ABASA Comments on SARS Discussion Paper on Section 103 of the Income Tax Act

01 February 2005


    1. ABASA ("Association for the Advancement of Black Accountants in Southern Africa") would like to take this opportunity to congratulate and commend the government, through SARS and National Treasury, in its continued efforts in continuing to combat schemes that will ensure that we eventually achieve tax parity/equality amongst taxpayers. We see this as linking to the efforts that will eventually lead to the reduction of tax rates in future as more and more taxpayers will be coming into the pool.
    2. Whilst we acknowledge that each taxpayer is entitled to arrange their tax affairs so that they pay as minimum tax as possible, this has to be done within the legal limits as provided by the acts and this process should also not be seen to be jeopardizing the rights and obligations of taxpayers as well.
    3. Therefore it is imperative that the process of amendment to section 103 should also be followed by other improvements or amendments in the other sections of the Income Tax Act as this will greatly assist in helping closing the loopholes that currently exists at the moment.
    4. This process should automatically be linked with efforts to reduce the marginal rates to acceptable levels i.e. 35% as we believe that this is the ultimate goal we should be trying to get to.

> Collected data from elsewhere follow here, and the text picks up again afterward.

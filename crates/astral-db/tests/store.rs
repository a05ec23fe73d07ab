//! DbStore behaviour on an in-memory native_db

use astral_core::{
    BuildingId, Character, CharacterId, Element, EngineConfig, Error as CoreError, Game,
    GameStore, GuildMembership, OwnedEntry, OwnershipKind, OwnershipRecord, ResourceDelta,
    ResourceKind, RoundOutcome,
};
use astral_db::{DbStore, Error};
use chrono::Utc;
use std::sync::Arc;

fn store_with(username: &str, element: Element) -> (DbStore, CharacterId) {
    let store = DbStore::in_memory().unwrap();
    let id = store.allocate_character_id().unwrap();
    let character = Character::create(id, username, element, &EngineConfig::default()).unwrap();
    store.insert_character(&character).unwrap();
    (store, id)
}

#[test]
fn character_round_trip() {
    let (store, id) = store_with("Aurelia", Element::Light);
    let loaded = store.get_character(id).unwrap().unwrap();
    assert_eq!(loaded.username, "Aurelia");
    assert_eq!(loaded.element(), Element::Light);
    assert_eq!(loaded.ledger().gold, 10_000);
    assert!(store.get_character(CharacterId::new(42)).unwrap().is_none());
    assert_eq!(store.all_characters().unwrap().len(), 1);
}

#[test]
fn ids_increase() {
    let store = DbStore::in_memory().unwrap();
    let a = store.allocate_character_id().unwrap();
    let b = store.allocate_character_id().unwrap();
    assert!(b > a);
}

#[test]
fn duplicate_character_rejected() {
    let (store, id) = store_with("Twin", Element::Water);
    let again = store.get_character(id).unwrap().unwrap();
    assert!(matches!(
        store.insert_character(&again),
        Err(Error::DuplicateKey(_))
    ));
}

#[test]
fn overdraw_leaves_ledger_untouched() {
    let (store, id) = store_with("Spender", Element::Dark);
    let err = store
        .persist_resource_delta(id, &ResourceDelta::zero().with_diamonds(-101))
        .unwrap_err();
    assert!(matches!(err, Error::Ledger(e) if e.kind == ResourceKind::Diamonds));
    assert_eq!(store.get_character(id).unwrap().unwrap().ledger().diamonds, 100);

    let ledger = store
        .persist_resource_delta(id, &ResourceDelta::spend(2500, 10).with_mana(50))
        .unwrap();
    assert_eq!((ledger.gold, ledger.turns, ledger.mana), (7500, 40, 100));
    assert_eq!(store.get_character(id).unwrap().unwrap().ledger(), ledger);
}

#[test]
fn ownership_by_kind() {
    let (store, id) = store_with("Owner", Element::Nature);
    let stranger = CharacterId::new(id.raw() + 1);
    let now = Utc::now();
    let vault: BuildingId = "ethereal_vault".parse().unwrap();

    let spell = OwnershipRecord::spell(id, "haste".parse().unwrap(), now);
    assert!(store.create_ownership(&spell).unwrap());
    assert!(!store.create_ownership(&spell).unwrap());
    assert!(store
        .create_ownership(&OwnershipRecord::building(id, vault.clone(), 1, now))
        .unwrap());
    assert!(matches!(
        store.create_ownership(&OwnershipRecord::spell(stranger, "haste".parse().unwrap(), now)),
        Err(Error::NotFound(_))
    ));

    let spells = store.list_ownership(id, OwnershipKind::Spell).unwrap();
    assert_eq!(spells.len(), 1);
    assert_eq!(spells[0].entry_id(), "haste");

    store.update_building_level(id, &vault, 3).unwrap();
    let buildings = store.list_ownership(id, OwnershipKind::Building).unwrap();
    assert_eq!(buildings[0].entry, OwnedEntry::Building { id: vault, level: 3 });

    assert!(matches!(
        store.update_building_level(id, &"arcane_library".parse().unwrap(), 2),
        Err(Error::NotFound(_))
    ));
}

#[test]
fn unlock_is_one_transaction() {
    let (store, id) = store_with("Scholar", Element::Fire);
    let now = Utc::now();
    let fireball = OwnershipRecord::spell(id, "fireball".parse().unwrap(), now);

    let ledger = store
        .persist_unlock(&ResourceDelta::spend(10_000, 5), &fireball)
        .unwrap();
    assert_eq!((ledger.gold, ledger.turns), (0, 45));
    assert_eq!(store.list_ownership(id, OwnershipKind::Spell).unwrap().len(), 1);

    assert!(matches!(
        store.persist_unlock(&ResourceDelta::spend(0, 5), &fireball),
        Err(Error::DuplicateKey(_))
    ));
    assert_eq!(store.get_character(id).unwrap().unwrap().ledger().turns, 45);

    let vault: BuildingId = "ethereal_vault".parse().unwrap();
    let build = OwnershipRecord::building(id, vault.clone(), 1, now);
    assert!(matches!(
        store.persist_unlock(&ResourceDelta::spend(5000, 5), &build),
        Err(Error::Ledger(_))
    ));
    assert!(store
        .list_ownership(id, OwnershipKind::Building)
        .unwrap()
        .is_empty());

    store
        .persist_resource_delta(id, &ResourceDelta::zero().with_gold(12_500))
        .unwrap();
    store
        .persist_unlock(&ResourceDelta::spend(5000, 5), &build)
        .unwrap();
    let upgrade = OwnershipRecord::building(id, vault.clone(), 2, now);
    let ledger = store
        .persist_unlock(&ResourceDelta::spend(7500, 7), &upgrade)
        .unwrap();
    assert_eq!((ledger.gold, ledger.turns), (0, 33));
    let buildings = store.list_ownership(id, OwnershipKind::Building).unwrap();
    assert_eq!(buildings.len(), 1);
    assert_eq!(buildings[0].entry, OwnedEntry::Building { id: vault, level: 2 });
}

#[test]
fn membership_lifecycle() {
    let (store, id) = store_with("Member", Element::Fire);
    let membership = GuildMembership::member(id, "fire_legion".parse().unwrap(), Utc::now());

    store.create_membership(&membership).unwrap();
    assert!(matches!(
        store.create_membership(&membership),
        Err(Error::DuplicateKey(_))
    ));
    assert_eq!(store.guild_membership(id).unwrap().unwrap().guild_id, membership.guild_id);
    assert_eq!(store.guild_members("fire_legion").unwrap().len(), 1);
    assert!(store.guild_members("fire").unwrap().is_empty());

    assert!(store.remove_membership(id).unwrap().is_some());
    assert!(store.remove_membership(id).unwrap().is_none());
    assert!(store.guild_membership(id).unwrap().is_none());
}

#[test]
fn game_over_db_store() {
    let catalog = Arc::new(astral_content::standard_catalog().unwrap());
    let mut game = Game::new(catalog, EngineConfig::default(), DbStore::in_memory().unwrap());

    let mage = game.create_character("Stormcaller", Element::Water).unwrap();
    game.research_spell(mage.id, &"fireball".parse().unwrap()).unwrap();
    game.start_battle(mage.id, &"shadow_apprentice".parse().unwrap())
        .unwrap();

    let fireball = "fireball".parse().unwrap();
    let mut max_roll = || 1.0;
    game.cast_spell(mage.id, &fireball, &mut max_roll).unwrap();
    game.resolve_enemy_turn(mage.id, &mut max_roll).unwrap();
    let report = game.cast_spell(mage.id, &fireball, &mut max_roll).unwrap();
    assert!(matches!(report.outcome, RoundOutcome::Victory { .. }));
    assert_eq!(game.character(mage.id).unwrap().ledger().gold, 1000);

    let err = game.research_spell(mage.id, &fireball).unwrap_err();
    assert!(matches!(err, CoreError::Denied(_)));
}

We believe that in the long run there would be no need for section 103 or tax avoidance schemes when the rate is at a reasonable or acceptable levels.

2. Comment on the discussion paper.

It has to be noted that section 103 of the Income Tax Act has not been very successful in combating the tax avoidance in South Africa due to the complexity in proving the ‘abnormality requirement’. It is with that in mind that a lot of work needs to be put in that area to ensure there no loopholes created going forward. We probable need to consider legal backing around this area.

Putting one of the reasons as provided on the list to be in existence for an abnormality test to apply might not achieve the desired outcome, a transaction will need to be subjected to a number of tests before it can be deemed to be abnormal i.e. business purpose test, substance over form, tax avoidance as one of the main purpose, existence of ‘washing machines’ in a structure. Otherwise there might be unintended consequences with legitimate transactions being hit in the process just because they happen to have some of these elements in them.

The reference of structured finance transactions might be misleading in that it might be the only transactions that are being targeted whereas there are other transactions which fall in this category. We also believe that this process is not sustainable as it requires each transaction to be examined on a case by case scenario which is not time consuming and a waste on resources. We need a blanket legislation that will deal with this transaction through proper process or procedure without an exhaustive.

In that regard we believe that the completion of the Advanced Ruling System is key in ensuring that SARS provide greater certainty and clear guidance in respect to the treatment of certain tax matters. This will help in closing some of the loopholes that have actually been created by the Act itself. The same applies with regards to Practice Notes which are not binding on SARS at the moment. SARS can create certainty to taxpayers by ensuring Practice Notes issued are binding on them and taxpayers. There is a greater need to look at some of the acts that has resulted in loopholes arising and target at closing those rather than going through section 103 because it can be a long winded process and that could be time consuming i.e. the introduction of section 24J has resulted in unintended consequences for SARS.

The reference to the fact this legislation might lead to negative impact on BEE transactions is misleading because these transactions were not necessarily the major beneficiaries of these structures. The government can introduce a different piece of legislation which is aimed at encouraging BEE specifically rather than use this as an excuse to change the law. In any case it can be argued that through the introduction of small business corporation tax at 15% is aimed at encouraging more BEE to enter the business fore.

With regards to the tax havens, perhaps a consideration should be given to disallow or limit deductions from these areas to the income that is generated from these areas as they seem to lead an erosion of our tax base without providing with any or tangible economic activities. We believe that the rules around controlled foreign entities should be enhanced to adequately cover this area.

Finally we believe that the time that has been given to provide commentary on the proposed amendment has not been sufficient given that it came around during the festive so we have had extensive consultation with our members. We would advise that further work or commentary need to sought before the proposed amendment are promulgated into the Act.